_Work task_
Your task is to copy every line of the entries that holds the word "trace".

_The input_
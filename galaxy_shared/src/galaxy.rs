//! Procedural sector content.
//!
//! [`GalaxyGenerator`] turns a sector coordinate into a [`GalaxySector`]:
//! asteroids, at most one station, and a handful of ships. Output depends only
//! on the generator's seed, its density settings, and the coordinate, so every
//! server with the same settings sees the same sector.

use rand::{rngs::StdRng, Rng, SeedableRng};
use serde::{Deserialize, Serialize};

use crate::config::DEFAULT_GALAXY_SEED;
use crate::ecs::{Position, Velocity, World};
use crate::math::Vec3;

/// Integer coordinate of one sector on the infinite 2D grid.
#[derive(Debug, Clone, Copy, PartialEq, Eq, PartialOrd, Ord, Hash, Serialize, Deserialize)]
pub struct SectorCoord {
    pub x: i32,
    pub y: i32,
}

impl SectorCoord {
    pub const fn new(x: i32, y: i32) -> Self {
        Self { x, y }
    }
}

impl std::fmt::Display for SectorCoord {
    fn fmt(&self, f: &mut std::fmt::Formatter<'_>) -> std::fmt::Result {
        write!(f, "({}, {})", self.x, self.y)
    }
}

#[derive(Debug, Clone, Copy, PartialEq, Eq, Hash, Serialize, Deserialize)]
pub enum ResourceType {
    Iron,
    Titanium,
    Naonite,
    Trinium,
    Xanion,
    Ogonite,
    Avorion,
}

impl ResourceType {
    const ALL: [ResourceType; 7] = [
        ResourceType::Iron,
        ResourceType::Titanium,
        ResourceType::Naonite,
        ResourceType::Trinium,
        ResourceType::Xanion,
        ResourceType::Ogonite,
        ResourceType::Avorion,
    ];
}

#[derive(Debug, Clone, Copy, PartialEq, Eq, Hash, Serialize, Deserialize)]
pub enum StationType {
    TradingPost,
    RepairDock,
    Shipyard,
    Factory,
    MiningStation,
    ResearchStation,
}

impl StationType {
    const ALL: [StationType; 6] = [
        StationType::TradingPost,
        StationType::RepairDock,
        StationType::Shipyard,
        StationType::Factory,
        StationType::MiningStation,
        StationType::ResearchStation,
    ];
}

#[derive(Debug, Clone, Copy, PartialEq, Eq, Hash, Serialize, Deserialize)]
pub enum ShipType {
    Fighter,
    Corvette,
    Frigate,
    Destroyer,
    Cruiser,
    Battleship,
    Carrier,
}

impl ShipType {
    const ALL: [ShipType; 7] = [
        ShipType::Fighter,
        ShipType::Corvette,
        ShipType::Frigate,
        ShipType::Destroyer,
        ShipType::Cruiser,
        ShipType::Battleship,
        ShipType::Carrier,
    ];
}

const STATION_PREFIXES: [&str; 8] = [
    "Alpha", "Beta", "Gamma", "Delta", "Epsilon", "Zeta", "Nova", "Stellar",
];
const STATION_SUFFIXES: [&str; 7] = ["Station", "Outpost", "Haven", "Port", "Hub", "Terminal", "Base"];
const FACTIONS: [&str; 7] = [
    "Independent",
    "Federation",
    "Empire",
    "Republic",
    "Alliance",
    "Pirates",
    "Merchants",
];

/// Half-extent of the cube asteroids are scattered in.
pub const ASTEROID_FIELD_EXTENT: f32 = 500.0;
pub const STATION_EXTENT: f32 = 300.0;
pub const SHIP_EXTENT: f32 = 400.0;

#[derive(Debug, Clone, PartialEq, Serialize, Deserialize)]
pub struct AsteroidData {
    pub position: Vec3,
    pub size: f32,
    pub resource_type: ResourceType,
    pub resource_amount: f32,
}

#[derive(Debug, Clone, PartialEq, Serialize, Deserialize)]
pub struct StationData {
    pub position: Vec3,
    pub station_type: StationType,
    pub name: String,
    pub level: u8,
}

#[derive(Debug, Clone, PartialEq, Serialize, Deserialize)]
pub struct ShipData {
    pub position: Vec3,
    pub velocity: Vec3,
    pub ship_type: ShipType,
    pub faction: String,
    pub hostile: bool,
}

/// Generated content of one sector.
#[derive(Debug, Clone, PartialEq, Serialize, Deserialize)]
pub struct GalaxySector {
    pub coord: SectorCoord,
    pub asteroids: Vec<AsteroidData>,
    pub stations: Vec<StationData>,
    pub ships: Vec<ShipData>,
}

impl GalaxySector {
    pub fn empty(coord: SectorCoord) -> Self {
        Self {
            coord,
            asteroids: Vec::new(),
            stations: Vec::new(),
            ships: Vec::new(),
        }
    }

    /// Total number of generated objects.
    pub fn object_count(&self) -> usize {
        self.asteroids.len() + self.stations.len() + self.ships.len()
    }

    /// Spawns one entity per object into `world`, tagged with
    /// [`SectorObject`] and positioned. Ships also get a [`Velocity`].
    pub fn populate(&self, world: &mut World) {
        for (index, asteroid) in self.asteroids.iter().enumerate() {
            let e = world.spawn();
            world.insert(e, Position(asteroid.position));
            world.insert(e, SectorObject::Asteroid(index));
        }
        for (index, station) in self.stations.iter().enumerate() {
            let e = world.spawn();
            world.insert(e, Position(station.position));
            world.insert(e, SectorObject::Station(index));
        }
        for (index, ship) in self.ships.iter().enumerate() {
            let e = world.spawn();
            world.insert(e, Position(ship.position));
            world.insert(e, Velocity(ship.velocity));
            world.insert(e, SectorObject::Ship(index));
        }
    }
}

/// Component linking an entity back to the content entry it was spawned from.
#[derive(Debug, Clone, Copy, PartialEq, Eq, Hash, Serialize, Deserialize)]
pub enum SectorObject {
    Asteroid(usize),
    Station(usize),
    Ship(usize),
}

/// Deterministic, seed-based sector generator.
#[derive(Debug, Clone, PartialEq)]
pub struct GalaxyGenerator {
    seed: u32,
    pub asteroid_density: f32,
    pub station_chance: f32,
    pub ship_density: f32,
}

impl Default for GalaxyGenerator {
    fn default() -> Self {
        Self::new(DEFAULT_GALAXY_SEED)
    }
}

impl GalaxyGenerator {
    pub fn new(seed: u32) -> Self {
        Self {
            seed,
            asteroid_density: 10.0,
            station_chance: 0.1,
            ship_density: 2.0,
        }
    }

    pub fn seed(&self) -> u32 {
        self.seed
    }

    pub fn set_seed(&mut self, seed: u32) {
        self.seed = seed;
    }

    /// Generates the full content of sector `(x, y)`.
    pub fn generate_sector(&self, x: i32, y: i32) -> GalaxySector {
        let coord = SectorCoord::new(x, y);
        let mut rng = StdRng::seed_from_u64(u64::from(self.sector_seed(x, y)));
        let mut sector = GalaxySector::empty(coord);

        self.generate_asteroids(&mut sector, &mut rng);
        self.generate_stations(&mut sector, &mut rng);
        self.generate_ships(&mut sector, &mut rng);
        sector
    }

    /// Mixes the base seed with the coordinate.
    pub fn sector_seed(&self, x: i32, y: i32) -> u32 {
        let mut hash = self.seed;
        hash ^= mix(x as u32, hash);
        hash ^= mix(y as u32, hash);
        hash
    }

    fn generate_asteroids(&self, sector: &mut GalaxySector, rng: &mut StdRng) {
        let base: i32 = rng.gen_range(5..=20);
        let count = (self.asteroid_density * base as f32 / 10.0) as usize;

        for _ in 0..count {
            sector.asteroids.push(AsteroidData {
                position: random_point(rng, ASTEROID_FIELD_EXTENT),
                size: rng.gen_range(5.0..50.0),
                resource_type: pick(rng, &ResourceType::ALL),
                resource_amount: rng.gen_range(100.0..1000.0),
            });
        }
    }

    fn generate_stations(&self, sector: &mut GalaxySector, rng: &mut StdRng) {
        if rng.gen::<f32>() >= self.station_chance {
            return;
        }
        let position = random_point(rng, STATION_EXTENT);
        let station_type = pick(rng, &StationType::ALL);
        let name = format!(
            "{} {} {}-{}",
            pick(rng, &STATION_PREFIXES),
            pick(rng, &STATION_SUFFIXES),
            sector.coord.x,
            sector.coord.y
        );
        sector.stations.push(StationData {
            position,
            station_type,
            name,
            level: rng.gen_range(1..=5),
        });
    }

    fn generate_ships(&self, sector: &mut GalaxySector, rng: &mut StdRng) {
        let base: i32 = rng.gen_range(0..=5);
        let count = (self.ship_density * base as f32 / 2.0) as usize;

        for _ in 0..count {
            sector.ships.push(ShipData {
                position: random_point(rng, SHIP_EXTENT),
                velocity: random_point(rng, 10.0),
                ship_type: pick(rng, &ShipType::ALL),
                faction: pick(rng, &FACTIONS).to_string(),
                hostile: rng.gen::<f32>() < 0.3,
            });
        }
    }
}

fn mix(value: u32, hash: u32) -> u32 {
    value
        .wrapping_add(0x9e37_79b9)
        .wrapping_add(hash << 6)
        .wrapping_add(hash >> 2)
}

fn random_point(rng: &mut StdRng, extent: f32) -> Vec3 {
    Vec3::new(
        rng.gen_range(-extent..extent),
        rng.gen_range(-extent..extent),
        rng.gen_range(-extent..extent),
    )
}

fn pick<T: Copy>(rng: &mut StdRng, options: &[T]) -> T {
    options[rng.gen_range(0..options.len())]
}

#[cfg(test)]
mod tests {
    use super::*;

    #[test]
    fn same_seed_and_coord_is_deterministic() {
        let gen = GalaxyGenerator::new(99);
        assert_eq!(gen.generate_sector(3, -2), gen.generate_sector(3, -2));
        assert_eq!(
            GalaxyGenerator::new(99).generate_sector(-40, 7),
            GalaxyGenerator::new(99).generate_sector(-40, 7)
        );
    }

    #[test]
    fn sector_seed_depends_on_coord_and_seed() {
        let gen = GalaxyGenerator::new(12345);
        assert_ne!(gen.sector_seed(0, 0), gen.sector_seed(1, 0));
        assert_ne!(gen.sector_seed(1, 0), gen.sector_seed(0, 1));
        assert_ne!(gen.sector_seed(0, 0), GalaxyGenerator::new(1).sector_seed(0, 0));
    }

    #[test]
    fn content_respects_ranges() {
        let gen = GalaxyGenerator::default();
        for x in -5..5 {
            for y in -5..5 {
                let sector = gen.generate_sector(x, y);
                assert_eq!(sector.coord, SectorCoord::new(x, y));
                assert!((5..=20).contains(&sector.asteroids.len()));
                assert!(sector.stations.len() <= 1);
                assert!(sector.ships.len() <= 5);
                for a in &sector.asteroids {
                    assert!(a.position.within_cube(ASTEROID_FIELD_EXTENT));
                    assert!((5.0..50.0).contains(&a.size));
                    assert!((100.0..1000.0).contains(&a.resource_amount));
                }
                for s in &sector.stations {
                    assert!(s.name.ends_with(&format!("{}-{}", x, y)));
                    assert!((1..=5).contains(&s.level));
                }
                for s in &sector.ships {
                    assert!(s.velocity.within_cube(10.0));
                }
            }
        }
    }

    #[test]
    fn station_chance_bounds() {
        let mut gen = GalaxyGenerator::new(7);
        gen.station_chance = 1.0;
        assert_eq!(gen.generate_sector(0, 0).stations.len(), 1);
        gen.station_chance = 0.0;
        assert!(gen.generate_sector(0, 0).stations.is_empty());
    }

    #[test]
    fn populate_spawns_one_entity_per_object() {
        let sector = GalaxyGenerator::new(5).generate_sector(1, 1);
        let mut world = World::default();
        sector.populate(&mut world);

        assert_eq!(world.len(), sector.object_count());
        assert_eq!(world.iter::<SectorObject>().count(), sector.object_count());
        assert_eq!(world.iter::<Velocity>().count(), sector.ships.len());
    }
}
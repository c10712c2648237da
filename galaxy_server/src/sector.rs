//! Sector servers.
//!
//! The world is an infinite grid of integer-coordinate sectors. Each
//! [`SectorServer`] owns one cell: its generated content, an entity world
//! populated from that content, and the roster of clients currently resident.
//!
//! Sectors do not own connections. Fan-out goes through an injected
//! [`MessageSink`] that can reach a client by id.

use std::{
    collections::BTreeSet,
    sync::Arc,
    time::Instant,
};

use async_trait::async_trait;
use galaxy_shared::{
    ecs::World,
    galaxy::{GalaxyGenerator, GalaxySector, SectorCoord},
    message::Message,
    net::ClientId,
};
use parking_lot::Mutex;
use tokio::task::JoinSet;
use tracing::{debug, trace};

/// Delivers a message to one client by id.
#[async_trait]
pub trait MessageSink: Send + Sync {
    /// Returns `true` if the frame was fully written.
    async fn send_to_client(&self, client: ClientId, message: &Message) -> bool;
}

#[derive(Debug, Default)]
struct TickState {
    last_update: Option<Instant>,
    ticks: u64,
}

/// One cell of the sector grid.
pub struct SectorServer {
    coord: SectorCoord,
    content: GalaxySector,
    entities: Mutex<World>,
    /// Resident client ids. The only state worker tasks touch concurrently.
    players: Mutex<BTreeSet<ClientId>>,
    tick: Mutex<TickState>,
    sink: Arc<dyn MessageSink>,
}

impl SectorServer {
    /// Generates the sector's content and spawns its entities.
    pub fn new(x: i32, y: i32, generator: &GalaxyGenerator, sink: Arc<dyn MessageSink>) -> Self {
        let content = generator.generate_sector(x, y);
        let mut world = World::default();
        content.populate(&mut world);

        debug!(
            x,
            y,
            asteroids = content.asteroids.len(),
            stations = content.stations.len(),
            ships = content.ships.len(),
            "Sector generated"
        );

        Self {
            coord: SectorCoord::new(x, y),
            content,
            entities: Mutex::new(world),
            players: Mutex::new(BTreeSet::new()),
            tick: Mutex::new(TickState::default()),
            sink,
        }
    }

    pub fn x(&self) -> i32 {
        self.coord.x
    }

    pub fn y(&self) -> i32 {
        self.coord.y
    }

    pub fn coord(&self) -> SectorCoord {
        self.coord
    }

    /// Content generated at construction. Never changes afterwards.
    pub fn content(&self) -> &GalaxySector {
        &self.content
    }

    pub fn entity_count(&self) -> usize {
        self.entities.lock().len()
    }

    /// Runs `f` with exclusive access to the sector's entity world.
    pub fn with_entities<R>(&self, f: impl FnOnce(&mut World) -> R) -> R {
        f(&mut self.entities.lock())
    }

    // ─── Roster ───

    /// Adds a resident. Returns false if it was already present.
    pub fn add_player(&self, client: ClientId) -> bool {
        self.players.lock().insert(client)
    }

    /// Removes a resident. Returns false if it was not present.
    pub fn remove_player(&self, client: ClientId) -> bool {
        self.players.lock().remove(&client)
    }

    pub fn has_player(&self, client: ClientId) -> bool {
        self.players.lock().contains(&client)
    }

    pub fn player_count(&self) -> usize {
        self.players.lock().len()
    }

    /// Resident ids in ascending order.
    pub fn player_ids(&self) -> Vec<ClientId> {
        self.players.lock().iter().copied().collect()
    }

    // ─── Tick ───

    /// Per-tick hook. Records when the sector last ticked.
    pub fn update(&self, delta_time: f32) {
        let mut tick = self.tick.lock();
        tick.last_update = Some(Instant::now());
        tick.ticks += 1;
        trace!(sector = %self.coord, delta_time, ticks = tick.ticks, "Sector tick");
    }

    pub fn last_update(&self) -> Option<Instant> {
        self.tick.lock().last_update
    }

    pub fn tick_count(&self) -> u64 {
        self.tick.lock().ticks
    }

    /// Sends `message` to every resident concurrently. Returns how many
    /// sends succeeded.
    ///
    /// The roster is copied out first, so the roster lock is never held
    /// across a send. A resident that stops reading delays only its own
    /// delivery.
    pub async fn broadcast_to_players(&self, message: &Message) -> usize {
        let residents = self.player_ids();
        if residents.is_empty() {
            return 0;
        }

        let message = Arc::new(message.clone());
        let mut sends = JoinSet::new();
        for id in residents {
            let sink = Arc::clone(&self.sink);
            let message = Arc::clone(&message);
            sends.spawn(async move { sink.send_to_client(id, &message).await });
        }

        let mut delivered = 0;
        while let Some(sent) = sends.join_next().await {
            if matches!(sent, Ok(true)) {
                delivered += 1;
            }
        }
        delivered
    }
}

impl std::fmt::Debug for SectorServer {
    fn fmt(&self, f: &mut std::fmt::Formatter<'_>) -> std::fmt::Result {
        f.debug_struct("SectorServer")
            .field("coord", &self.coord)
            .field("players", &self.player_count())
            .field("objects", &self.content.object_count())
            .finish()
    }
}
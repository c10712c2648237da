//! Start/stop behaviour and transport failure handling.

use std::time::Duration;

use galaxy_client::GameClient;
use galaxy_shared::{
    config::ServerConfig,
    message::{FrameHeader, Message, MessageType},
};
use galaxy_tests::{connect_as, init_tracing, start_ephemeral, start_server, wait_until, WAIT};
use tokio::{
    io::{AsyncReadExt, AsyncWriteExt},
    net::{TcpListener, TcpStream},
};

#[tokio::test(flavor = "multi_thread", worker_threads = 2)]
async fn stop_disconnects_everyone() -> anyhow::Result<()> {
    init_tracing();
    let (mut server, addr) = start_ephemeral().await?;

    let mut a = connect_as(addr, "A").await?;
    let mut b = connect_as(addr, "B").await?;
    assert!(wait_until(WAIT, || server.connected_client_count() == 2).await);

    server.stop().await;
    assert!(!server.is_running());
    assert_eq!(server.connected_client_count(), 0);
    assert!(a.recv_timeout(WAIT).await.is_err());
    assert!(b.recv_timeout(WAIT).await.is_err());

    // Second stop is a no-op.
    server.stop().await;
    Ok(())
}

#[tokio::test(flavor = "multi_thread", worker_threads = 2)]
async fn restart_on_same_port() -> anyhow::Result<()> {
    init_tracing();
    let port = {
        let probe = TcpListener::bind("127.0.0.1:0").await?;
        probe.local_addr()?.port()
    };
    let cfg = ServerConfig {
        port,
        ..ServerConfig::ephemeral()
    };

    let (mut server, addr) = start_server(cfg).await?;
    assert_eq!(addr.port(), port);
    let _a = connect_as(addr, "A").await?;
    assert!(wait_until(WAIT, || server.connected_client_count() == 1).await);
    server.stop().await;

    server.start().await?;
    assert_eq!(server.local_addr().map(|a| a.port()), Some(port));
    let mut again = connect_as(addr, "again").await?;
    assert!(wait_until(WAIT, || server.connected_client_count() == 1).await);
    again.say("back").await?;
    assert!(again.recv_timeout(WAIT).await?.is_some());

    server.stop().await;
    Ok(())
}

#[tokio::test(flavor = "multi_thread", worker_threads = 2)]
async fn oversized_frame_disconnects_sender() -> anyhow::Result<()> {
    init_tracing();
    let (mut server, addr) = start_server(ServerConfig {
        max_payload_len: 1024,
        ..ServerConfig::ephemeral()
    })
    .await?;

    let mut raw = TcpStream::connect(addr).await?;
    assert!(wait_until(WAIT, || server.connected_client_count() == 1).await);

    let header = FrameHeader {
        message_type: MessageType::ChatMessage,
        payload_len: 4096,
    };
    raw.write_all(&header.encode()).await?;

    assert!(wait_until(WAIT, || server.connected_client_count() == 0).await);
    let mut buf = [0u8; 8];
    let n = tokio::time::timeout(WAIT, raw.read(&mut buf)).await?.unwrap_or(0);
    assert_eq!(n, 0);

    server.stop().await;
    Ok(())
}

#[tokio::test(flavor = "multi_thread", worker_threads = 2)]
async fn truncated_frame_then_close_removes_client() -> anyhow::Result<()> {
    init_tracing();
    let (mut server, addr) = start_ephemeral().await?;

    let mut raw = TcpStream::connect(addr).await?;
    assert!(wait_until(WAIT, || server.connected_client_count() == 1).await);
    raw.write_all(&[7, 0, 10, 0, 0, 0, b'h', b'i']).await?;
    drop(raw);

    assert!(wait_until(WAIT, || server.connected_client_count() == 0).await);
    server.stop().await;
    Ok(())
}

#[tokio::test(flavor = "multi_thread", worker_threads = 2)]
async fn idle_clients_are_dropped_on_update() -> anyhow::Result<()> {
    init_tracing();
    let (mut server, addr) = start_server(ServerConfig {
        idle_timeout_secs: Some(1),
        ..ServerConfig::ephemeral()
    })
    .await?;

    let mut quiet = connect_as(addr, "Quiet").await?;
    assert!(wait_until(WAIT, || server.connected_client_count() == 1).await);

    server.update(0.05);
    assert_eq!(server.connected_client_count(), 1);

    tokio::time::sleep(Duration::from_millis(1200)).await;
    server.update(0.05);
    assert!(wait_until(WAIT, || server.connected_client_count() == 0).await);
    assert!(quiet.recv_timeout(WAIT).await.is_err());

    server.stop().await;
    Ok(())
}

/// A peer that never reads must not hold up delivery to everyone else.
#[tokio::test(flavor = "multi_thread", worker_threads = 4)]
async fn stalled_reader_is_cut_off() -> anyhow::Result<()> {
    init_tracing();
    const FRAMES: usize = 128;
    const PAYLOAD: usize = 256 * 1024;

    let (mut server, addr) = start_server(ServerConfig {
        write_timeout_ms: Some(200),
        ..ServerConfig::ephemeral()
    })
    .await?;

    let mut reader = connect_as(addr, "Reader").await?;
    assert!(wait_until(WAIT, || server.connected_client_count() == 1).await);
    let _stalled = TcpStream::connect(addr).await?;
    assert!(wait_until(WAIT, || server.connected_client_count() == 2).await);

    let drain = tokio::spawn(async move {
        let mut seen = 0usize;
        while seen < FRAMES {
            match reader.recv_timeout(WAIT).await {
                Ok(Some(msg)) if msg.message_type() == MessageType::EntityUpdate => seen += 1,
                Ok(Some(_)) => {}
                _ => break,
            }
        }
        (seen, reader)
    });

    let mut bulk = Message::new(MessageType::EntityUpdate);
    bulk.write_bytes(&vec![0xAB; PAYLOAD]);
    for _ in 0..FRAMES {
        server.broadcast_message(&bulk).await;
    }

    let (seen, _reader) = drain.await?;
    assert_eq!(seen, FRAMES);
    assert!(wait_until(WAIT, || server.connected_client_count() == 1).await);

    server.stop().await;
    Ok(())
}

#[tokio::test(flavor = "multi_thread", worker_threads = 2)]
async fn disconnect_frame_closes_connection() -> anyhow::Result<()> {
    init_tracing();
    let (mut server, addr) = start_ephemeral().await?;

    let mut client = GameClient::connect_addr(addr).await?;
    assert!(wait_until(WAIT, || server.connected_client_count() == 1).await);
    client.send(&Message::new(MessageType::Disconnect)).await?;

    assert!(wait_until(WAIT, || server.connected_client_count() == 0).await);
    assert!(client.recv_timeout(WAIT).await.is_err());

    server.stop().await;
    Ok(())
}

_Answer space_
use tracing::{debug, trace};
        trace!(sector = %self.coord, delta_time, ticks = tick.ticks, "Sector tick");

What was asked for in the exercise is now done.